## What you should do
Check each line of the material below for the string "readers" and reply with how many have it, nothing more.

## Material provided
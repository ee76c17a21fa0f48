//! Local annotator module registry
//!
//! Installed annotator modules live under one directory, one subdirectory
//! per module with a `<name>/<name>.yml` manifest (the OpenCRAVAT store
//! layout). Lookups here never touch the network.

use std::path::{Path, PathBuf};

use serde::Deserialize;

use oc_core::{Error, Result};

/// Parsed module manifest; only the fields the tools report
#[derive(Debug, Deserialize)]
struct ModuleManifest {
    #[serde(default)]
    title: Option<String>,
    #[serde(default)]
    description: Option<String>,
}

/// Read-only view over the installed annotator modules
#[derive(Debug, Clone)]
pub struct ModuleRegistry {
    root: PathBuf,
}

impl ModuleRegistry {
    pub fn new(root: impl Into<PathBuf>) -> Self {
        Self { root: root.into() }
    }

    /// Get the registry root directory
    pub fn root(&self) -> &Path {
        &self.root
    }

    /// List installed annotator names, sorted.
    ///
    /// A missing or empty modules directory yields an empty list, not an
    /// error, so a bare server still serves the annotate tools.
    pub fn list(&self) -> Result<Vec<String>> {
        let entries = match std::fs::read_dir(&self.root) {
            Ok(entries) => entries,
            Err(_) => return Ok(Vec::new()),
        };

        let mut names = Vec::new();
        for entry in entries {
            let entry = entry?;
            if !entry.path().is_dir() {
                continue;
            }
            let name = entry.file_name().to_string_lossy().to_string();
            if self.manifest_path(&name).is_file() {
                names.push(name);
            }
        }

        names.sort();
        Ok(names)
    }

    /// Get an installed annotator's description text.
    pub fn describe(&self, name: &str) -> Result<String> {
        // Module names are plain directory names; reject separators instead
        // of letting a crafted name escape the registry root.
        if name.is_empty() || name.contains('/') || name.contains('\\') {
            return Err(Error::tool(
                "describe_annotator",
                format!("invalid annotator name: {:?}", name),
            ));
        }

        let path = self.manifest_path(name);
        let raw = std::fs::read_to_string(&path).map_err(|_| {
            Error::tool(
                "describe_annotator",
                format!("annotator '{}' is not installed", name),
            )
        })?;

        let manifest: ModuleManifest = serde_yaml::from_str(&raw).map_err(|e| {
            Error::tool(
                "describe_annotator",
                format!("invalid manifest for '{}': {}", name, e),
            )
        })?;

        match (manifest.description, manifest.title) {
            (Some(description), _) => Ok(description),
            (None, Some(title)) => Ok(title),
            (None, None) => Ok(format!("{} (no description available)", name)),
        }
    }

    fn manifest_path(&self, name: &str) -> PathBuf {
        self.root.join(name).join(format!("{}.yml", name))
    }
}
use super::*;

/// A named, length-delimited unit whose payload is a segment stream.
///
/// | Offset | Size | Field      | Description |
/// | ------ | ---- | ---------- | ----------- |
/// | 0      | 13   | id         | [`ObjectID`]. |
/// | 13     | 2    | length     | Total object length, header included. |
/// | 15     | 1    | storeFlags | Becomes `version.byte2`. |
/// | 16     | 1    | setSize    | |
/// | 17     | 1    | version    | Becomes `version.byte1`. |
///
/// The payload follows the 18-byte header; parse it with a
/// [`SegmentFactory`](crate::SegmentFactory).
#[derive(Debug, Clone, Default, PartialEq, Eq)]
pub struct Object {
    pub id: ObjectID,
    pub length: u16,
    pub store_flags: u8,
    pub set_size: u8,
    pub version: VersionID,
    raw: Vec<u8>,
}

impl Object {
    pub const HEADER_SIZE: usize = 18;

    pub fn unpack(data: &[u8]) -> Result<Object> {
        if data.len() < Self::HEADER_SIZE {
            return Err(StageError::unpack_size(Self::HEADER_SIZE, data.len()));
        }
        let mut reader = Reader::new(data, true);
        let id = reader.read_object_id()?;
        let length = reader.read_u16()?;
        let store_flags = reader.read_u8()?;
        let set_size = reader.read_u8()?;
        let version_byte = reader.read_u8()?;

        if data.len() != length as usize {
            return Err(StageError::unpack_size(length as usize, data.len()));
        }

        Ok(Object {
            id,
            length,
            store_flags,
            set_size,
            version: VersionID::new(version_byte, store_flags),
            raw: data.to_vec(),
        })
    }

    pub fn header(&self) -> &[u8] {
        &self.raw[..Self::HEADER_SIZE]
    }

    /// The segment-stream payload (everything past the header).
    pub fn payload(&self) -> &[u8] {
        &self.raw[Self::HEADER_SIZE..]
    }

    pub fn data(&self, with_header: bool) -> &[u8] {
        if with_header {
            &self.raw
        } else {
            self.payload()
        }
    }
}

#[cfg(test)]
pub(crate) fn sample_object_bytes(name: &[u8], payload: &[u8]) -> Vec<u8> {
    let id = ObjectID {
        name: Some(name.to_vec()),
        location: 0,
        object_type: 0x0c,
    };
    let length = (Object::HEADER_SIZE + payload.len()) as u16;
    let mut data = id.pack().to_vec();
    data.extend_from_slice(&length.to_le_bytes());
    data.push(0x02); // store flags
    data.push(0x01); // set size
    data.push(0x20); // version
    data.extend_from_slice(payload);
    data
}
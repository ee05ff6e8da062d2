use std::fs::File;
use std::path::Path;

use log::debug;
use memmap2::Mmap;

use super::*;

/// Byte source behind a [`StageFile`]: a read-only mapping of the file on
/// disk, or an owned buffer for callers that already have the bytes.
pub enum StageData {
    Mapped(Mmap),
    Owned(Vec<u8>),
}

impl AsRef<[u8]> for StageData {
    fn as_ref(&self) -> &[u8] {
        match self {
            StageData::Mapped(map) => map,
            StageData::Owned(buf) => buf,
        }
    }
}

/// A loaded STAGE.DAT: prologue, both AU Maps, both directories, and the
/// byte source they came from.
///
/// Loading is eager for the metadata and lazy for object bodies. The
/// active A/B side starts out as the prologue's `curStartIdx`; callers
/// can override it with [`change_index`](Self::change_index). A
/// `StageFile` is a self-contained read-only view, so independent
/// instances over independent mappings are safe concurrent readers.
pub struct StageFile {
    data: StageData,
    prologue: Prologue,
    aums: [Aum; 2],
    dirs: [Directory; 2],
    index: usize,
}

impl StageFile {
    /// Maps `path` read-only and loads it.
    pub fn open<P: AsRef<Path>>(path: P) -> Result<StageFile> {
        let file = File::open(path)?;
        let map = unsafe { Mmap::map(&file)? };
        Self::load(StageData::Mapped(map))
    }

    pub fn from_bytes(data: Vec<u8>) -> Result<StageFile> {
        Self::load(StageData::Owned(data))
    }

    pub fn load(data: StageData) -> Result<StageFile> {
        let bytes = data.as_ref();
        let prologue = Prologue::unpack(read_offset(bytes, 0, Prologue::SIZE)?)?;
        debug!(
            "prologue: quanta={} AUs at {:#x}, map width {}, {} map entries, side {}",
            prologue.au_quanta_size,
            prologue.au_start_offset,
            prologue.map_width,
            prologue.max_map_entries,
            prologue.cur_start_idx
        );

        let aums = [load_aum(bytes, &prologue, 0)?, load_aum(bytes, &prologue, 1)?];
        let dirs = [
            load_dir(bytes, &prologue, &aums[0], 0)?,
            load_dir(bytes, &prologue, &aums[1], 1)?,
        ];
        let index = prologue.cur_start_idx as usize;
        Ok(StageFile {
            data,
            prologue,
            aums,
            dirs,
            index,
        })
    }

    pub fn prologue(&self) -> &Prologue {
        &self.prologue
    }

    /// The active directory/AUM side, 0 or 1.
    pub fn index(&self) -> usize {
        self.index
    }

    /// Picks the A/B side readers see; `None` restores the prologue's
    /// choice.
    pub fn change_index(&mut self, index: Option<usize>) -> Result<()> {
        match index {
            None => {
                self.index = self.prologue.cur_start_idx as usize;
                Ok(())
            }
            Some(i @ (0 | 1)) => {
                self.index = i;
                Ok(())
            }
            Some(other) => Err(StageError::Unpack(format!(
                "start index {other} is neither 0 nor 1"
            ))),
        }
    }

    pub fn aum(&self) -> &Aum {
        &self.aums[self.index]
    }

    pub fn aum_at(&self, index: usize) -> &Aum {
        &self.aums[index]
    }

    pub fn dir(&self) -> &Directory {
        &self.dirs[self.index]
    }

    pub fn dir_at(&self, index: usize) -> &Directory {
        &self.dirs[index]
    }

    pub fn offset_to_auid(&self, offset: usize) -> Result<u16> {
        offset_to_auid(&self.prologue, offset)
    }

    pub fn auid_to_offset(&self, auid: u16) -> Result<usize> {
        auid_to_offset(&self.prologue, auid)
    }

    /// The raw bytes of one allocation unit.
    pub fn read_au(&self, auid: u16) -> Result<&[u8]> {
        read_au(self.data.as_ref(), &self.prologue, auid)
    }

    /// Walks the active AUM from `auid` and concatenates every AU in the
    /// chain. Callers trim to the authoritative length themselves.
    pub fn read_chain(&self, auid: u16) -> Result<Vec<u8>> {
        self.read_chain_list(&self.aum().chain(auid)?)
    }

    /// Concatenates a pre-computed chain.
    pub fn read_chain_list(&self, chain: &[u16]) -> Result<Vec<u8>> {
        let mut data =
            Vec::with_capacity(chain.len() * self.prologue.au_quanta_size as usize);
        for &auid in chain {
            data.extend_from_slice(self.read_au(auid)?);
        }
        Ok(data)
    }

    /// Resolves `obj` through the active directory, chain-reads its AUs,
    /// trims to the directory's length, and unpacks the result.
    pub fn get_object<'a, R: Into<ObjRef<'a>>>(&self, obj: R) -> Result<Object> {
        let entry = self.dir().entry_ref(obj.into())?;
        let mut data = self.read_chain(entry.start_id)?;
        data.truncate(entry.length as usize);
        Object::unpack(&data)
    }
}

fn read_offset(bytes: &[u8], offset: usize, length: usize) -> Result<&[u8]> {
    let available = bytes.len().saturating_sub(offset);
    if available < length {
        return Err(StageError::Eof {
            wanted: length,
            available,
        });
    }
    Ok(&bytes[offset..offset + length])
}

fn offset_to_auid(prologue: &Prologue, offset: usize) -> Result<u16> {
    let start = prologue.au_start_offset as usize;
    if offset < start {
        return Err(StageError::Unpack(format!(
            "offset {offset:#x} is before the AU array at {start:#x}"
        )));
    }
    let auid = (offset - start) / prologue.au_quanta_size as usize
        + prologue.prologue_start_id as usize;
    Ok(auid as u16)
}

fn auid_to_offset(prologue: &Prologue, auid: u16) -> Result<usize> {
    if auid < prologue.prologue_start_id {
        return Err(StageError::AuDoesNotExist(auid));
    }
    Ok(prologue.au_start_offset as usize
        + (auid - prologue.prologue_start_id) as usize * prologue.au_quanta_size as usize)
}

fn read_au<'a>(bytes: &'a [u8], prologue: &Prologue, auid: u16) -> Result<&'a [u8]> {
    read_offset(
        bytes,
        auid_to_offset(prologue, auid)?,
        prologue.au_quanta_size as usize,
    )
}

fn load_aum(bytes: &[u8], prologue: &Prologue, index: usize) -> Result<Aum> {
    let mut aum = Aum::new(
        prologue.map_width,
        prologue.prologue_start_id,
        prologue.max_map_entries,
    );
    // The AUM itself cannot be chain-read; it is the one structure stored
    // contiguously.
    let offset = auid_to_offset(prologue, prologue.start_ids[index].map_start_id)?;
    aum.unpack(read_offset(bytes, offset, aum.size())?)?;
    debug!("AUM {index}: {} slots from AU {:#x}", aum.table().len(),
        prologue.start_ids[index].map_start_id);
    Ok(aum)
}

fn load_dir(bytes: &[u8], prologue: &Prologue, aum: &Aum, index: usize) -> Result<Directory> {
    let chain = aum.chain(prologue.start_ids[index].dir_start_id)?;
    let mut data = Vec::with_capacity(chain.len() * prologue.au_quanta_size as usize);
    for &auid in &chain {
        data.extend_from_slice(read_au(bytes, prologue, auid)?);
    }
    // Directories need not fill their last AU.
    let size = prologue.dir_tot_byte_size as usize;
    if data.len() < size {
        return Err(StageError::unpack_size(size, data.len()));
    }
    data.truncate(size);
    let dir = Directory::unpack(&data)?;
    debug!(
        "directory {index}: {}/{} entries in use",
        dir.in_use, dir.maximum
    );
    Ok(dir)
}


#[cfg(test)]
mod tests {
    use super::fixture;
    use super::*;

    #[test]
    fn load_and_read_object() {
        let stage = StageFile::from_bytes(fixture::build(0)).unwrap();
        assert_eq!(stage.index(), 0);
        assert_eq!(stage.dir().in_use, 1);

        let object = stage.get_object(0usize).unwrap();
        assert_eq!(object.data(true).len(), 40);
        assert_eq!(&object.data(true)[..11], b"HELLO      ");
        assert_eq!(object.payload(), &fixture::object_payload()[..]);

        // Name lookups resolve to the same object.
        let by_name = stage.get_object(b"HELLO").unwrap();
        assert_eq!(by_name, object);
    }

    #[test]
    fn chain_is_walked_in_order() {
        let stage = StageFile::from_bytes(fixture::build(0)).unwrap();
        assert_eq!(stage.aum().chain(3).unwrap(), vec![3, 4]);
        let data = stage.read_chain(3).unwrap();
        assert_eq!(data.len(), 2 * fixture::QUANTA);
        assert_eq!(&data[..11], b"HELLO      ");
    }

    #[test]
    fn b_side_is_active_when_prologue_says_so() {
        let stage = StageFile::from_bytes(fixture::build(1)).unwrap();
        assert_eq!(stage.index(), 1);
        assert!(stage.dir().index_of(b"WORLD").is_ok());
        assert!(matches!(
            stage.dir().index_of(b"HELLO"),
            Err(StageError::NotFound(_))
        ));
        let object = stage.get_object(b"WORLD").unwrap();
        // Both sides point at the same chain in this image.
        assert_eq!(&object.data(true)[..5], b"HELLO");
    }

    #[test]
    fn index_override_and_restore() {
        let mut stage = StageFile::from_bytes(fixture::build(1)).unwrap();
        stage.change_index(Some(0)).unwrap();
        assert!(stage.dir().index_of(b"HELLO").is_ok());
        stage.change_index(None).unwrap();
        assert_eq!(stage.index(), 1);
        assert!(stage.change_index(Some(2)).is_err());
    }

    #[test]
    fn offset_auid_translation_round_trips() {
        let stage = StageFile::from_bytes(fixture::build(0)).unwrap();
        for auid in 2u16..=9 {
            let offset = stage.auid_to_offset(auid).unwrap();
            assert_eq!(stage.offset_to_auid(offset).unwrap(), auid);
        }
        assert_eq!(stage.auid_to_offset(2).unwrap(), fixture::AU_START);
        assert!(matches!(
            stage.auid_to_offset(1),
            Err(StageError::AuDoesNotExist(1))
        ));
        assert!(stage.offset_to_auid(0).is_err());
    }

    #[test]
    fn object_segments_parse_end_to_end() {
        let stage = StageFile::from_bytes(fixture::build(0)).unwrap();
        let object = stage.get_object(0usize).unwrap();
        let segments: Vec<Segment> = SegmentFactory::new().parse_segments(&object).collect();
        assert_eq!(segments.len(), 3);
        assert_eq!(segments[0].kind(), SegmentKind::Navigate);
        assert_eq!(segments[1].kind(), SegmentKind::ProgramData);
        assert_eq!(segments[2].kind(), SegmentKind::PresentationData);
        assert!(segments.iter().all(|s| s.exceptions().is_empty()));
    }

    #[test]
    fn truncated_file_fails_to_load() {
        let image = fixture::build(0);
        assert!(StageFile::from_bytes(image[..100].to_vec()).is_err());
        assert!(StageFile::from_bytes(image[..20].to_vec()).is_err());
    }

    #[test]
    fn missing_object_name_is_not_found() {
        let stage = StageFile::from_bytes(fixture::build(0)).unwrap();
        assert!(matches!(
            stage.get_object(b"NOPE"),
            Err(StageError::NotFound(_))
        ));
    }

    #[test]
    fn open_maps_a_real_file() {
        use std::io::Write;

        let mut file = tempfile::NamedTempFile::new().unwrap();
        file.write_all(&fixture::build(0)).unwrap();
        file.flush().unwrap();

        let stage = StageFile::open(file.path()).unwrap();
        let object = stage.get_object(b"HELLO").unwrap();
        assert_eq!(object.length, 40);
    }
}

## Response area
2